Impfpflicht für Regierungsmitarbeiter

US-Präsident Joe Biden hat Ende Juli eine Impfpflicht für Regierungsmitarbeiter vorgeschrieben. Die Regierung möchte aber offenbar Streit etwa um Religionsfreiheit vermeiden. Deswegen gibt es Ausnahmeregeln. Manche Beschäftigte, die sich nicht impfen lassen, können zu Hause arbeiten oder sie müssen sich regelmäßig testen lassen. Das US-Verteidigungsministerium etwa schreibt von Mitte September an Corona-Impfungen vor. Das Ministerium nehme Religionsfreiheit ernst, erklärte Pentagon-Sprecher John Kirby, erwarte jedoch, dass beispielsweise Soldaten das richtige tun würden.

Bei zahlreichen Großkonzernen, darunter Google und Facebook, müssen sich Beschäftigte vor der Rückkehr vom Homeoffice ins Büro impfen lassen. Mehr als 500 Universitäten verlangen nach Angaben der Zeitung "New York Times" Impfnachweise. Das evangelisch-lutherische "Augsburg College" in Minnesota zum Beispiel schreibt vor, Studierende, Professoren und Angestellte müssen vollständig immunisiert sein.

Impfen als allgemeine Gesundheitsvorsorge

Und in der kalifornischen Stadt San Francisco müssen Restaurantbesucher nachweisen, dass sie geimpft sind.
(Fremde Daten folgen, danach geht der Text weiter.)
//! Graceful shutdown under load: looping clients all observe their
//! connections closing shortly after stop(), and the pool joins cleanly.

use std::io::{Read, Write};
use std::net::TcpStream;
use std::sync::Arc;
use std::sync::atomic::{AtomicUsize, Ordering};
use std::time::{Duration, Instant};

use ravel_core::app::Plugin;
use ravel_core::exec::WorkerPool;
use ravel_core::http::{HttpPipelineBuilder, HttpResponse, HttpRouter};
use ravel_core::net::Endpoint;
use ravel_core::tcp::TcpServer;

const CLIENTS: usize = 24;

#[test]
fn stop_under_load_disconnects_clients_and_joins_pool() {
    let mut router = HttpRouter::new();
    router.get("/", |_, _| HttpResponse::ok("ok"));

    let pool = WorkerPool::with_threads(8);
    let mut server = TcpServer::new(Endpoint::loopback_v4(0), HttpPipelineBuilder::new(router).build());
    server.init().unwrap();
    let port = server.local_port().unwrap();
    server.run(&pool.scheduler()).unwrap();

    let completed = Arc::new(AtomicUsize::new(0));

    let clients: Vec<_> = (0..CLIENTS)
        .map(|_| {
            let completed = Arc::clone(&completed);
            std::thread::spawn(move || {
                let Ok(mut stream) = TcpStream::connect(("127.0.0.1", port)) else {
                    return;
                };
                stream
                    .set_read_timeout(Some(Duration::from_secs(2)))
                    .unwrap();

                // Loop until the server, not the client, ends the session.
                let mut buf = [0u8; 512];
                loop {
                    if stream
                        .write_all(b"GET / HTTP/1.1\r\nHost: x\r\n\r\n")
                        .is_err()
                    {
                        break;
                    }
                    match stream.read(&mut buf) {
                        Ok(0) | Err(_) => break,
                        Ok(_) => {
                            completed.fetch_add(1, Ordering::Relaxed);
                        }
                    }
                }
            })
        })
        .collect();

    // Let the load build up.
    std::thread::sleep(Duration::from_millis(300));
    assert!(completed.load(Ordering::Relaxed) > 0, "load never started");

    let stop_started = Instant::now();
    server.stop();

    for client in clients {
        client.join().unwrap();
    }
    let disconnect_time = stop_started.elapsed();
    assert!(
        disconnect_time < Duration::from_secs(3),
        "clients took {disconnect_time:?} to observe shutdown"
    );

    let join_started = Instant::now();
    pool.request_stop();
    assert!(
        join_started.elapsed() < Duration::from_secs(2),
        "pool join too slow"
    );

    assert_eq!(server.session_count(), 0);
}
Es gehe um die Gesundheit der Mitarbeiter und der Gäste, erklärte Bürgermeister London Breed kürzlich.

Der Jurist Whitehead hofft, dass Impfverweigerer und der Staat in Zukunft zu vernünftigen Kompromissen kommen. Bisher hat noch kein Gericht Impfpflicht-Vorschriften verworfen. Schon 1905 urteile das US-Oberste Gericht, der Staat dürfe Impfungen zum Schutz der allgemeinen Gesundheit vorschreiben. Damals ging es um Pockenschutzimpfungen im Staat Massachusetts. Der lutherische Pastor Henning Jacobson wollte sich nicht impfen lassen, denn eine staatliche Impfvorschrift verstoße gegen das "angeborene Recht" freier Menschen, über ihre Körper und ihre Gesundheit zu entscheiden. Jacobson verlor damals.